After a long wait (that was very much worth it), BMTH’s second entry in the POST HUMAN series is a hyperpop/metalcore/emo/electronic thrill-ride that feels both cutting-edge and prophetic. The post-genre trend is in full swing, and music like this is the movement at its best.

Check out my full review here.

Brat – Charli XCX

There’s not really anything left to say here that hasn’t already been said about this juggernaut, not after the cultural stranglehold brat summer had on us. Brat is fun, but also touching and poignant, and it’s just so well done from beginning to end. The opener, “360” bookends the album with the closing “365” in both sound and vibe, creating an aural feedback loop that leaves you wanting to replay the album as soon as it’s finished. The playfulness of songs like “Club classics” and “Mean girls” maintains a lightness to return to as songs like “Girl, so confusing” and “I think about it all the time” tackle the complexities of womens’ lives today. “Everything is romantic” is a pleasant break in the intensity, while “Talk talk” gives us what might be the album’s most memorable lines, “Talk to me in French, talk to me in Spanish / Talk to me in your own made- up language / Doesn’t matter if I understand it.”
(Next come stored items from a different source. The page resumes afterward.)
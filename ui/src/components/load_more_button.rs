use crate::components::common::Msg;
use crate::config::pagination::AffordanceLabels;
use crate::theme::Palette;
use paging::LoadMoreControl;
use tui_realm_stdlib::Label;
use tuirealm::{
    Component, Event, MockComponent, NoUserEvent,
    props::{Alignment, TextModifiers},
};

/// Presentational "load more" control.
///
/// Activation arrives through the focused history view, so this component
/// only reflects the control's busy and enabled flags.
#[derive(MockComponent)]
pub struct LoadMoreButton {
    component: Label,
    control: LoadMoreControl,
}

impl LoadMoreButton {
    pub fn new(control: LoadMoreControl, labels: &AffordanceLabels) -> Self {
        let (color, modifiers) = if control.busy {
            (Palette::text_muted(), TextModifiers::ITALIC)
        } else {
            (Palette::primary_accent(), TextModifiers::BOLD)
        };
        let component = Label::default()
            .text(Self::label(&control, labels))
            .foreground(color)
            .modifiers(modifiers)
            .alignment(Alignment::Center);

        Self { component, control }
    }

    pub fn control(&self) -> LoadMoreControl {
        self.control
    }

    pub fn label<'a>(control: &LoadMoreControl, labels: &'a AffordanceLabels) -> &'a str {
        if control.busy {
            &labels.load_more_busy
        } else {
            &labels.load_more
        }
    }
}

impl Component<Msg, NoUserEvent> for LoadMoreButton {
    fn on(&mut self, _: Event<NoUserEvent>) -> Option<Msg> {
        None
    }
}

#[cfg(test)]
mod tests {
    use super::*;
    use paging::Edge;

    #[test]
    fn test_label_reflects_busy_state() {
        let idle = LoadMoreControl {
            edge: Edge::Top,
            busy: false,
            enabled: true,
        };
        let busy = LoadMoreControl {
            busy: true,
            enabled: false,
            ..idle
        };

        let labels = AffordanceLabels::default();

        assert_eq!(LoadMoreButton::label(&idle, &labels), labels.load_more);
        assert_eq!(LoadMoreButton::label(&busy, &labels), labels.load_more_busy);
        assert!(LoadMoreButton::new(busy, &labels).control().busy);
    }

    #[test]
    fn test_configured_labels_are_used() {
        let control = LoadMoreControl {
            edge: Edge::Bottom,
            busy: false,
            enabled: true,
        };
        let labels = AffordanceLabels {
            load_more: "[ Older ]".to_string(),
            ..AffordanceLabels::default()
        };

        assert_eq!(LoadMoreButton::label(&control, &labels), "[ Older ]");
    }
}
Even among such masterfully-composed songs, the standout is by far “Sympathy is a knife.” Mixing vulnerable lyrics with a powerful synthesizer melody and lightning-quick breaks that keep the listeners on their toes, it’s the most memorable, danceable track. And if one Brat isn’t enough, there’s the remix album Brat and it’s completely different but also the same, with features from such names as Billie Eilish, Lorde, Carolina Polachek and more.
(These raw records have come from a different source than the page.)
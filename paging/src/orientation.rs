use crate::list::ItemList;
use crate::model::{Edge, PagingState};

/// List orientation policy.
///
/// One switch, consulted by both strategies, decides where the loader or
/// control sits, which edge's distance is compared against the threshold and
/// whether fetched items are prepended or appended.
#[derive(Debug, Clone, Copy, PartialEq, Eq, Default)]
pub enum Orientation {
    /// New pages arrive at the bottom.
    #[default]
    Forward,
    /// New pages arrive at the top (history growing upward).
    Reverse,
}

impl Orientation {
    pub fn from_reverse(reverse: bool) -> Self {
        if reverse {
            Orientation::Reverse
        } else {
            Orientation::Forward
        }
    }

    pub fn is_reverse(self) -> bool {
        self == Orientation::Reverse
    }

    /// Edge at which fetched items arrive and the loading affordance renders.
    pub fn arrival_edge(self) -> Edge {
        match self {
            Orientation::Forward => Edge::Bottom,
            Orientation::Reverse => Edge::Top,
        }
    }

    /// Edge whose remaining distance is compared against the threshold.
    pub fn threshold_edge(self) -> Edge {
        self.arrival_edge()
    }

    /// Merge a fetched page into `items` at the arrival edge, keeping the
    /// page's own order.
    pub fn merge<T>(self, items: &mut ItemList<T>, incoming: Vec<T>) {
        match self {
            Orientation::Forward => items.append(incoming),
            Orientation::Reverse => items.prepend(incoming),
        }
    }
}

impl PagingState {
    pub fn orientation(&self) -> Orientation {
        Orientation::from_reverse(self.reverse)
    }
}
use crate::model::{Edge, LoadTrigger, PagingState};
use crate::state_machine::Suppression;

/// How the explicit "load more" control should be drawn.
#[derive(Debug, Clone, Copy, PartialEq, Eq)]
pub struct LoadMoreControl {
    /// Edge the control sits at: after the items in forward mode, before them
    /// in reverse mode.
    pub edge: Edge,
    /// Derived from `is_loading`.
    pub busy: bool,
    pub enabled: bool,
}

/// User-initiated paging through a single control.
#[derive(Debug, Clone, Default)]
pub struct ButtonTrigger;

impl ButtonTrigger {
    pub fn new() -> Self {
        Self
    }

    /// The control is present only while more pages exist.
    pub fn control(&self, state: &PagingState) -> Option<LoadMoreControl> {
        state.has_next_page.then(|| LoadMoreControl {
            edge: state.orientation().arrival_edge(),
            busy: state.is_loading,
            enabled: !state.is_loading,
        })
    }

    /// Activation while busy is a no-op.
    pub fn evaluate(&self, state: &PagingState) -> Result<LoadTrigger, Suppression> {
        state.admits_trigger()?;
        Ok(LoadTrigger::button(state.orientation().arrival_edge()))
    }
}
MELLODEATH Tapes Vol. 1 – Marshmello & Svdden Death

The first of Marshmello’s many genre-ranging releases this year (in a move away from pop-oriented dance back to alternative EDM styles), MELLODEATH Tapes is a five-track dubstep-metalcore EP. If that combination sounds like it goes the fuck in, that’s because it does: blending Marshmello’s future bass style with Svdden Death’s viciously heavy dubstep, each song oscillates between glittering highs and breakdown-filthy drops. The result is a rollercoaster of uplifting ferocity, the devastatingly heavy soundtrack to an electronic apocalypse.
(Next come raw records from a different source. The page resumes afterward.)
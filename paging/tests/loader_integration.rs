use async_trait::async_trait;
use claims::*;
use paging::{
    LoadingPhase, Page, PageLoader, PageRequest, PageSource, PagedList, PaginationMode,
    PagingError, PagingState, SettleOutcome, Settlement, TaskPool,
};
use std::sync::Arc;
use std::sync::atomic::{AtomicUsize, Ordering};
use std::sync::mpsc::{self, Receiver};
use std::time::Duration;

// Helper modules for loader integration tests
mod helpers {
    use super::*;

    /// Behaviour of the mock source for every fetch
    #[derive(Clone, Copy)]
    pub enum Behaviour {
        /// Serve `total` numbered items in pages
        Serve { total: u32 },
        Fail,
        NeverSettle,
    }

    pub struct MockSource {
        pub behaviour: Behaviour,
        pub latency: Duration,
        pub calls: Arc<AtomicUsize>,
    }

    #[async_trait]
    impl PageSource for MockSource {
        type Item = u32;

        async fn fetch_page(&self, request: PageRequest) -> Result<Page<u32>, PagingError> {
            self.calls.fetch_add(1, Ordering::SeqCst);
            tokio::time::sleep(self.latency).await;

            match self.behaviour {
                Behaviour::Serve { total } => {
                    let start: u32 = request
                        .cursor
                        .as_deref()
                        .map(|c| c.parse().unwrap_or(0))
                        .unwrap_or(0);
                    let end = (start + request.page_size).min(total);
                    let next = (end < total).then(|| end.to_string());
                    Ok(Page::new((start..end).collect(), next))
                }
                Behaviour::Fail => Err(PagingError::Fetch("backend unavailable".to_string())),
                Behaviour::NeverSettle => futures::future::pending().await,
            }
        }
    }

    pub fn setup(
        behaviour: Behaviour,
        timeout: Option<Duration>,
    ) -> (
        PageLoader<MockSource>,
        Receiver<Settlement<u32>>,
        Arc<AtomicUsize>,
    ) {
        let (tx, rx) = mpsc::channel();
        let calls = Arc::new(AtomicUsize::new(0));
        let source = MockSource {
            behaviour,
            latency: Duration::from_millis(10),
            calls: calls.clone(),
        };
        let loader = PageLoader::new(source, TaskPool::new(4), tx, 10).with_timeout(timeout);
        (loader, rx, calls)
    }

    pub fn never_settling_loader(
        pool: &TaskPool,
    ) -> (PageLoader<MockSource>, Receiver<Settlement<u32>>) {
        let (tx, rx) = mpsc::channel();
        let source = MockSource {
            behaviour: Behaviour::NeverSettle,
            latency: Duration::ZERO,
            calls: Arc::new(AtomicUsize::new(0)),
        };
        (PageLoader::new(source, pool.clone(), tx, 10), rx)
    }

    /// Wait for the next settlement without blocking the runtime
    pub async fn next_settlement(rx: &Receiver<Settlement<u32>>) -> Option<Settlement<u32>> {
        for _ in 0..200 {
            if let Ok(settlement) = rx.try_recv() {
                return Some(settlement);
            }
            tokio::time::sleep(Duration::from_millis(5)).await;
        }
        None
    }

    pub fn button_list() -> PagedList<u32> {
        PagedList::new(PagingState::new(true), PaginationMode::Button)
    }
}

use helpers::*;

#[tokio::test]
async fn test_pages_until_exhausted() {
    let (mut loader, rx, calls) = setup(Behaviour::Serve { total: 25 }, None);
    let mut list = button_list();

    for expected in [10usize, 20, 25] {
        assert!(list.activate_button(&mut loader).fired());
        let settlement = assert_some!(next_settlement(&rx).await);
        assert_matches!(list.settle(settlement), SettleOutcome::Applied { .. });
        assert_eq!(list.items().len(), expected);
    }

    assert_eq!(list.phase(), LoadingPhase::Exhausted);
    assert!(!list.activate_button(&mut loader).fired());
    assert_eq!(calls.load(Ordering::SeqCst), 3);
}

#[tokio::test]
async fn test_duplicate_clicks_spawn_one_fetch() {
    let (mut loader, rx, calls) = setup(Behaviour::Serve { total: 100 }, None);
    let mut list = button_list();

    assert!(list.activate_button(&mut loader).fired());
    for _ in 0..5 {
        assert!(!list.activate_button(&mut loader).fired());
    }

    let settlement = assert_some!(next_settlement(&rx).await);
    list.settle(settlement);
    tokio::time::sleep(Duration::from_millis(30)).await;

    assert_eq!(calls.load(Ordering::SeqCst), 1);
    assert_err!(rx.try_recv());
}

#[tokio::test]
async fn test_failed_fetch_clears_loading() {
    let (mut loader, rx, _) = setup(Behaviour::Fail, None);
    let mut list = button_list();

    list.activate_button(&mut loader);
    let settlement = assert_some!(next_settlement(&rx).await);
    let outcome = list.settle(settlement);

    assert_matches!(outcome, SettleOutcome::Failed(PagingError::Fetch(_)));
    assert!(!list.state().is_loading);
    assert!(list.state().has_next_page);
    assert!(list.activate_button(&mut loader).fired());
}

#[tokio::test]
async fn test_timeout_settles_never_ending_fetch() {
    let (mut loader, rx, _) = setup(Behaviour::NeverSettle, Some(Duration::from_millis(50)));
    let mut list = button_list();

    list.activate_button(&mut loader);
    let settlement = assert_some!(next_settlement(&rx).await);
    let outcome = list.settle(settlement);

    assert_eq!(outcome, SettleOutcome::Failed(PagingError::Timeout { millis: 50 }));
    assert_eq!(list.phase(), LoadingPhase::Idle);
}

#[tokio::test]
async fn test_without_timeout_fetch_stays_loading() {
    let (mut loader, rx, _) = setup(Behaviour::NeverSettle, None);
    let mut list = button_list();

    list.activate_button(&mut loader);
    tokio::time::sleep(Duration::from_millis(100)).await;

    assert_err!(rx.try_recv());
    assert!(list.state().is_loading);
}

#[tokio::test]
async fn test_settlement_after_dispose_is_discarded() {
    let (mut loader, rx, _) = setup(Behaviour::Serve { total: 100 }, None);
    let mut list = button_list();

    list.activate_button(&mut loader);
    list.dispose();

    let settlement = assert_some!(next_settlement(&rx).await);
    assert_eq!(list.settle(settlement), SettleOutcome::Discarded);
    assert!(list.items().is_empty());
}

#[tokio::test]
async fn test_settlement_after_reset_is_discarded() {
    let (mut loader, rx, _) = setup(Behaviour::Serve { total: 100 }, None);
    let mut list = button_list();

    list.activate_button(&mut loader);
    list.reset(true);

    let settlement = assert_some!(next_settlement(&rx).await);
    assert_eq!(settlement.generation, 0);
    assert_eq!(list.settle(settlement), SettleOutcome::Discarded);
    assert!(list.items().is_empty());
    assert_eq!(list.phase(), LoadingPhase::Idle);
}

#[tokio::test]
async fn test_dropped_receiver_does_not_panic() {
    let (mut loader, rx, calls) = setup(Behaviour::Serve { total: 100 }, None);
    let mut list = button_list();
    drop(rx);

    list.activate_button(&mut loader);
    tokio::time::sleep(Duration::from_millis(50)).await;
    assert_eq!(calls.load(Ordering::SeqCst), 1);
}

#[tokio::test]
async fn test_pool_shutdown_settles_running_fetch_as_cancelled() {
    let pool = TaskPool::new(2);
    let (mut loader, rx) = never_settling_loader(&pool);
    let mut list = button_list();

    list.activate_button(&mut loader);
    tokio::time::sleep(Duration::from_millis(20)).await;
    pool.shutdown();

    let settlement = assert_some!(next_settlement(&rx).await);
    assert_eq!(
        list.settle(settlement),
        SettleOutcome::Failed(PagingError::Cancelled)
    );
    assert!(!list.state().is_loading);
    assert!(loader.is_cancelled());
}

#[tokio::test]
async fn test_dropping_loader_cancels_only_its_fetches() {
    let pool = TaskPool::new(2);
    let (mut first, first_rx) = never_settling_loader(&pool);
    let (mut second, second_rx) = never_settling_loader(&pool);
    let mut first_list = button_list();
    let mut second_list = button_list();

    first_list.activate_button(&mut first);
    second_list.activate_button(&mut second);
    tokio::time::sleep(Duration::from_millis(20)).await;
    drop(first);

    let settlement = assert_some!(next_settlement(&first_rx).await);
    assert_eq!(settlement.outcome, Err(PagingError::Cancelled));

    assert_err!(second_rx.try_recv());
    assert!(!pool.is_cancelled());
    assert!(second_list.state().is_loading);
}

#[test]
fn test_cancellation_is_not_transient() {
    assert!(!PagingError::Cancelled.is_transient());
    assert!(PagingError::Timeout { millis: 10 }.is_transient());
}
The most brutal track, “Fireball,” achieves this by featuring metalcore band Crown the Empire, alternating drops and breakdowns in a riot-inducing fury, while on the other end is “Burn It Down,” featuring Jedwill and calling back to Marshmello’s Joytime era in its glittering, airy synths.

Negative Spaces – Poppy

Dropping not even a month ago, Poppy’s Negative Spaces shows that she’s a master at blending metal’s brutality with electropop—achieving what should be impossible with a level of artistry and skill that has elevated her to the top of today’s alternative scene. Lyrically, the album wrestles with finding the strength to carry on while mired in the trappings of negative spaces. I can’t gush over this album enough, but I tried to here.

Honorable mentions

You Won’t Go Before You’re Supposed To – Knocked Loose

Raw, brutal violence for your ears.

Hole in My Head – Laura Jane Grace

Beautiful chaos, biting political and social commentary, it’s just plain fun.

The Sun Comes Up – Louis the Child

Sun-drenched, joyful electronic dance-pop vibrancy.